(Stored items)
=== Section Start ===
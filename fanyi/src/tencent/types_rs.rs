use crate::http::{ensure_success, parse_envelope};
use crate::{Error, Vendor};
use reqwest::StatusCode;
use serde::de::DeserializeOwned;
use serde::{Deserialize, Serialize};

// region    --- request
#[derive(Serialize)]
#[serde(rename_all = "PascalCase")]
pub(crate) struct TextTranslateRequest<'a> {
    pub source_text: &'a str,
    pub source: &'a str,
    pub target: &'a str,
    pub project_id: i64,
}

#[derive(Serialize)]
#[serde(rename_all = "PascalCase")]
pub(crate) struct TextTranslateBatchRequest<'a> {
    pub source: &'a str,
    pub target: &'a str,
    pub project_id: i64,
    pub source_text_list: &'a [&'a str],
}
// endregion --- request

// region    --- response
/// 腾讯云api的响应都包在`Response`里，出错时`Response.Error`存在
#[derive(Deserialize, Debug)]
#[serde(rename_all = "PascalCase")]
pub(crate) struct Envelope<T> {
    pub response: Option<T>,
}

#[derive(Deserialize, Debug)]
#[serde(rename_all = "PascalCase")]
pub struct ApiError {
    pub code: Option<String>,
    pub message: Option<String>,
}

#[derive(Deserialize, Debug)]
#[serde(rename_all = "PascalCase")]
pub struct TextTranslateResponse {
    pub target_text: Option<String>,
    pub source: Option<String>,
    pub target: Option<String>,
    pub request_id: Option<String>,
    pub error: Option<ApiError>,
}

#[derive(Deserialize, Debug)]
#[serde(rename_all = "PascalCase")]
pub struct TextTranslateBatchResponse {
    pub target_text_list: Option<Vec<String>>,
    pub source: Option<String>,
    pub target: Option<String>,
    pub request_id: Option<String>,
    pub error: Option<ApiError>,
}
// endregion --- response

trait HasError {
    fn take_error(&mut self) -> Option<ApiError>;
}

impl HasError for TextTranslateResponse {
    fn take_error(&mut self) -> Option<ApiError> {
        self.error.take()
    }
}

impl HasError for TextTranslateBatchResponse {
    fn take_error(&mut self) -> Option<ApiError> {
        self.error.take()
    }
}

fn open_envelope<T: DeserializeOwned + HasError>(
    status: StatusCode,
    body: &str,
) -> Result<T, Error> {
    let envelope: Envelope<T> = parse_envelope(Vendor::Tencent, status, body)?;
    let Some(mut resp) = envelope.response else {
        ensure_success(status, body)?;
        return Err(Error::malformed(Vendor::Tencent, "Response", body));
    };
    if let Some(err) = resp.take_error() {
        return Err(Error::provider(
            Vendor::Tencent,
            err.code.unwrap_or_default(),
            err.message.unwrap_or_default(),
        ));
    }
    ensure_success(status, body)?;
    Ok(resp)
}

pub(crate) fn extract_translation(status: StatusCode, body: &str) -> Result<String, Error> {
    let resp: TextTranslateResponse = open_envelope(status, body)?;
    resp.target_text
        .ok_or_else(|| Error::malformed(Vendor::Tencent, "Response.TargetText", body))
}

pub(crate) fn extract_batch(
    status: StatusCode,
    body: &str,
    expected: usize,
) -> Result<Vec<String>, Error> {
    let resp: TextTranslateBatchResponse = open_envelope(status, body)?;
    let list = resp
        .target_text_list
        .ok_or_else(|| Error::malformed(Vendor::Tencent, "Response.TargetTextList", body))?;
    if list.len() != expected {
        return Err(Error::malformed(
            Vendor::Tencent,
            format!("Response.TargetTextList[{}]", list.len().min(expected)),
            body,
        ));
    }
    Ok(list)
}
=== Section End ===
## Required action:
Your reply should consist of all the records, restated exactly.

## Solution for this problem:
filename fanyi/src/tencent/types_rs.rs
use crate::http::{ensure_success, parse_envelope};
use crate::{Error, Vendor};
use reqwest::StatusCode;
use serde::de::DeserializeOwned;
use serde::{Deserialize, Serialize};

// region    --- request
#[derive(Serialize)]
#[serde(rename_all = "PascalCase")]
pub(crate) struct TextTranslateRequest<'a> {
    pub source_text: &'a str,
    pub source: &'a str,
    pub target: &'a str,
    pub project_id: i64,
}

#[derive(Serialize)]
#[serde(rename_all = "PascalCase")]
pub(crate) struct TextTranslateBatchRequest<'a> {
    pub source: &'a str,
    pub target: &'a str,
    pub project_id: i64,
    pub source_text_list: &'a [&'a str],
}
// endregion --- request

// region    --- response
/// 腾讯云api的响应都包在`Response`里，出错时`Response.Error`存在
#[derive(Deserialize, Debug)]
#[serde(rename_all = "PascalCase")]
pub(crate) struct Envelope<T> {
    pub response: Option<T>,
}

#[derive(Deserialize, Debug)]
#[serde(rename_all = "PascalCase")]
pub struct ApiError {
    pub code: Option<String>,
    pub message: Option<String>,
}

#[derive(Deserialize, Debug)]
#[serde(rename_all = "PascalCase")]
pub struct TextTranslateResponse {
    pub target_text: Option<String>,
    pub source: Option<String>,
    pub target: Option<String>,
    pub request_id: Option<String>,
    pub error: Option<ApiError>,
}

#[derive(Deserialize, Debug)]
#[serde(rename_all = "PascalCase")]
pub struct TextTranslateBatchResponse {
    pub target_text_list: Option<Vec<String>>,
    pub source: Option<String>,
    pub target: Option<String>,
    pub request_id: Option<String>,
    pub error: Option<ApiError>,
}
// endregion --- response

trait HasError {
    fn take_error(&mut self) -> Option<ApiError>;
}

impl HasError for TextTranslateResponse {
    fn take_error(&mut self) -> Option<ApiError> {
        self.error.take()
    }
}

impl HasError for TextTranslateBatchResponse {
    fn take_error(&mut self) -> Option<ApiError> {
        self.error.take()
    }
}

fn open_envelope<T: DeserializeOwned + HasError>(
    status: StatusCode,
    body: &str,
) -> Result<T, Error> {
    let envelope: Envelope<T> = parse_envelope(Vendor::Tencent, status, body)?;
    let Some(mut resp) = envelope.response else {
        ensure_success(status, body)?;
        return Err(Error::malformed(Vendor::Tencent, "Response", body));
    };
    if let Some(err) = resp.take_error() {
        return Err(Error::provider(
            Vendor::Tencent,
            err.code.unwrap_or_default(),
            err.message.unwrap_or_default(),
        ));
    }
    ensure_success(status, body)?;
    Ok(resp)
}

pub(crate) fn extract_translation(status: StatusCode, body: &str) -> Result<String, Error> {
    let resp: TextTranslateResponse = open_envelope(status, body)?;
    resp.target_text
        .ok_or_else(|| Error::malformed(Vendor::Tencent, "Response.TargetText", body))
}

pub(crate) fn extract_batch(
    status: StatusCode,
    body: &str,
    expected: usize,
) -> Result<Vec<String>, Error> {
    let resp: TextTranslateBatchResponse = open_envelope(status, body)?;
    let list = resp
        .target_text_list
        .ok_or_else(|| Error::malformed(Vendor::Tencent, "Response.TargetTextList", body))?;
    if list.len() != expected {
        return Err(Error::malformed(
            Vendor::Tencent,
            format!("Response.TargetTextList[{}]", list.len().min(expected)),
            body,
        ));
    }
    Ok(list)
}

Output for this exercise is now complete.